**Task directions:** Copy each line of the data that has "stderr" in it.

**Data provided:**
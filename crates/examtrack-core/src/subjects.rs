//! Subject-wise accuracy aggregation.
//!
//! Two views: a per-attempt breakdown over every question in the test (for
//! the results screen), and lifetime deltas restricted to questions earning
//! first credit with this attempt (so the lifetime subject map follows the
//! same deduplication rule as the top-level counters).

use std::collections::{BTreeMap, HashSet};

use serde::{Deserialize, Serialize};

use crate::model::PracticeTest;
use crate::scoring::Evaluation;

/// This attempt's accuracy for one subject group.
#[derive(Debug, Clone, PartialEq, Serialize, Deserialize)]
pub struct SubjectScore {
    pub subject: String,
    pub total_questions: u32,
    pub correct: u32,
    /// `correct / total_questions`; 0 when the group is empty.
    pub accuracy: f64,
}

/// Lifetime adjustment for one subject group.
#[derive(Debug, Clone, PartialEq, Serialize, Deserialize)]
pub struct SubjectDelta {
    pub subject: String,
    pub answered_delta: u64,
    pub correct_delta: u64,
}

/// Group the test's questions by subject and compute this attempt's
/// accuracy per group. Deterministically ordered by subject name.
pub fn breakdown(test: &PracticeTest, evaluation: &Evaluation) -> Vec<SubjectScore> {
    let mut groups: BTreeMap<&str, (u32, u32)> = BTreeMap::new();
    for question in &test.questions {
        let entry = groups.entry(question.subject.as_str()).or_default();
        entry.0 += 1;
        if evaluation.correct_ids.contains(&question.id) {
            entry.1 += 1;
        }
    }

    groups
        .into_iter()
        .map(|(subject, (total, correct))| SubjectScore {
            subject: subject.to_string(),
            total_questions: total,
            correct,
            accuracy: if total == 0 {
                0.0
            } else {
                f64::from(correct) / f64::from(total)
            },
        })
        .collect()
}

/// Lifetime subject deltas, restricted to questions whose first credit lands
/// with this attempt.
pub fn subject_deltas(
    test: &PracticeTest,
    credited_ids: &HashSet<String>,
    correct_ids: &HashSet<String>,
) -> Vec<SubjectDelta> {
    let mut groups: BTreeMap<&str, (u64, u64)> = BTreeMap::new();
    for question in &test.questions {
        if !credited_ids.contains(&question.id) {
            continue;
        }
        let entry = groups.entry(question.subject.as_str()).or_default();
        entry.0 += 1;
        if correct_ids.contains(&question.id) {
            entry.1 += 1;
        }
    }

    groups
        .into_iter()
        .map(|(subject, (answered_delta, correct_delta))| SubjectDelta {
            subject: subject.to_string(),
            answered_delta,
            correct_delta,
        })
        .collect()
}
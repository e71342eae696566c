//! CLI integration tests using assert_cmd.

use assert_cmd::Command;
use predicates::prelude::*;
use tempfile::TempDir;

fn examtrack() -> Command {
    #[allow(deprecated)]
    Command::cargo_bin("examtrack").unwrap()
}

#[test]
fn init_creates_files() {
    let dir = TempDir::new().unwrap();

    examtrack()
        .current_dir(dir.path())
        .arg("init")
        .assert()
        .success()
        .stdout(predicate::str::contains("Created banks/gs-sample.toml"))
        .stdout(predicate::str::contains("Created sample-attempt.json"));

    assert!(dir.path().join("banks/gs-sample.toml").exists());
    assert!(dir.path().join("sample-attempt.json").exists());
}

#[test]
fn init_skips_existing() {
    let dir = TempDir::new().unwrap();

    examtrack()
        .current_dir(dir.path())
        .arg("init")
        .assert()
        .success();

    examtrack()
        .current_dir(dir.path())
        .arg("init")
        .assert()
        .success()
        .stdout(predicate::str::contains("already exists, skipping"));
}

#[test]
fn validate_generated_bank() {
    let dir = TempDir::new().unwrap();

    examtrack()
        .current_dir(dir.path())
        .arg("init")
        .assert()
        .success();

    examtrack()
        .current_dir(dir.path())
        .arg("validate")
        .arg("--bank")
        .arg("banks/gs-sample.toml")
        .assert()
        .success()
        .stdout(predicate::str::contains("4 questions"))
        .stdout(predicate::str::contains("All test banks valid"));
}

#[test]
fn validate_flags_missing_answer_key() {
    let dir = TempDir::new().unwrap();
    std::fs::write(
        dir.path().join("bad.toml"),
        r#"
[test]
id = "bad"
name = "Bad Bank"

[[questions]]
id = "q1"
text = "?"
options = ["a", "b"]
subject = "Maths"
"#,
    )
    .unwrap();

    examtrack()
        .current_dir(dir.path())
        .arg("validate")
        .arg("--bank")
        .arg("bad.toml")
        .assert()
        .success()
        .stdout(predicate::str::contains("no correct_option"))
        .stdout(predicate::str::contains("warning(s) found"));
}

#[test]
fn validate_nonexistent_file() {
    examtrack()
        .arg("validate")
        .arg("--bank")
        .arg("nonexistent.toml")
        .assert()
        .failure()
        .stderr(predicate::str::contains("Error"));
}

#[test]
fn stats_with_no_data_reports_empty() {
    let dir = TempDir::new().unwrap();

    examtrack()
        .current_dir(dir.path())
        .arg("stats")
        .assert()
        .success()
        .stdout(predicate::str::contains("Questions answered: 0"))
        .stdout(predicate::str::contains("No practice recorded yet"));
}

#[test]
fn history_with_no_data_reports_empty() {
    let dir = TempDir::new().unwrap();

    examtrack()
        .current_dir(dir.path())
        .arg("history")
        .assert()
        .success()
        .stdout(predicate::str::contains("No attempts recorded"));
}

#[test]
fn submit_rejects_unknown_test() {
    let dir = TempDir::new().unwrap();

    examtrack()
        .current_dir(dir.path())
        .arg("init")
        .assert()
        .success();

    std::fs::write(
        dir.path().join("orphan.json"),
        r#"{
  "id": "orphan-1",
  "test_id": "no-such-test",
  "started_at": "2025-06-10T09:00:00Z",
  "finished_at": null,
  "completed": true,
  "custom_name": null,
  "answers": {}
}"#,
    )
    .unwrap();

    examtrack()
        .current_dir(dir.path())
        .arg("submit")
        .arg("--bank")
        .arg("banks/gs-sample.toml")
        .arg("--attempt")
        .arg("orphan.json")
        .assert()
        .failure()
        .stderr(predicate::str::contains("test not found"));
}
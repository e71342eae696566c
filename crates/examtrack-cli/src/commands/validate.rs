//! The `examtrack validate` command.

use std::path::PathBuf;

use anyhow::Result;

use examtrack_core::parser;

pub fn execute(bank: PathBuf) -> Result<()> {
    let tests = if bank.is_dir() {
        parser::load_bank_directory(&bank)?
    } else {
        vec![parser::parse_test_file(&bank)?]
    };

    let mut total_warnings = 0;

    for test in &tests {
        println!("Test: {} ({} questions)", test.name, test.questions.len());

        let warnings = parser::validate_test(test);
        for w in &warnings {
            let prefix = w
                .question_id
                .as_ref()
                .map(|id| format!("  [{id}]"))
                .unwrap_or_else(|| "  ".to_string());
            println!("{prefix} WARNING: {}", w.message);
        }
        total_warnings += warnings.len();
    }

    if total_warnings == 0 {
        println!("All test banks valid.");
    } else {
        println!("\n{total_warnings} warning(s) found.");
    }

    Ok(())
}
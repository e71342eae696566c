pub mod history;
pub mod init;
pub mod stats;
pub mod submit;
pub mod validate;
//! Attempt correctness evaluation and score calculation.
//!
//! Both functions are pure: the evaluator maps an attempt's answers against
//! the test's answer key, and the calculator turns the resulting counts into
//! a raw score and percentage under the test's negative-marking policy.

use std::collections::HashSet;

use serde::{Deserialize, Serialize};

use crate::model::{Attempt, PracticeTest};

/// Per-attempt correctness counts, taken in isolation (no history).
#[derive(Debug, Clone, Default)]
pub struct Evaluation {
    /// Answers with a non-null selection.
    pub answered: u32,
    /// Answered and matching the question's answer key.
    pub correct: u32,
    pub answered_ids: HashSet<String>,
    pub correct_ids: HashSet<String>,
    /// Answer entries referencing questions outside the test. Dropped,
    /// never fatal: answers are best-effort, tests are authoritative.
    pub dropped: Vec<String>,
}

/// Evaluate an attempt against its test's answer key.
///
/// A question with no recorded answer key (`correct_option == None`) never
/// counts as correct regardless of what was selected.
pub fn evaluate(test: &PracticeTest, attempt: &Attempt) -> Evaluation {
    let mut evaluation = Evaluation::default();

    for (question_id, answer) in &attempt.answers {
        let Some(question) = test.question_by_id(question_id) else {
            tracing::warn!(
                question_id,
                attempt_id = %attempt.id,
                test_id = %test.id,
                "answer references a question not in the test, dropping"
            );
            evaluation.dropped.push(question_id.clone());
            continue;
        };

        let Some(selected) = answer.selected_option else {
            continue;
        };

        evaluation.answered += 1;
        evaluation.answered_ids.insert(question_id.clone());

        if question.correct_option == Some(selected) {
            evaluation.correct += 1;
            evaluation.correct_ids.insert(question_id.clone());
        }
    }

    evaluation
}

/// A computed score. Values are stored unrounded; rounding happens only at
/// display time.
#[derive(Debug, Clone, Copy, PartialEq, Serialize, Deserialize)]
pub struct Score {
    pub raw: f64,
    pub percentage: f64,
}

/// Convert correctness counts into a score under the test's marking policy.
///
/// `raw = correct - incorrect * penalty` when negative marking is enabled,
/// where incorrect means answered-but-wrong (unattempted questions are never
/// penalized). Percentage is over the full question count, 0 by convention
/// for an empty test.
pub fn score(test: &PracticeTest, evaluation: &Evaluation) -> Score {
    let correct = f64::from(evaluation.correct);
    // Saturating: `correct <= answered` holds for evaluator output, but the
    // fields are public and a malformed Evaluation must not panic here.
    let incorrect = f64::from(evaluation.answered.saturating_sub(evaluation.correct));

    let penalty = if test.negative_marking {
        incorrect * test.negative_marking_value
    } else {
        0.0
    };
    let raw = correct - penalty;

    let total = test.questions.len();
    let percentage = if total == 0 {
        0.0
    } else {
        raw / total as f64 * 100.0
    };

    Score { raw, percentage }
}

**Worked solution:**
        .stderr(predicate::str::contains("Error"));
        .stderr(predicate::str::contains("test not found"));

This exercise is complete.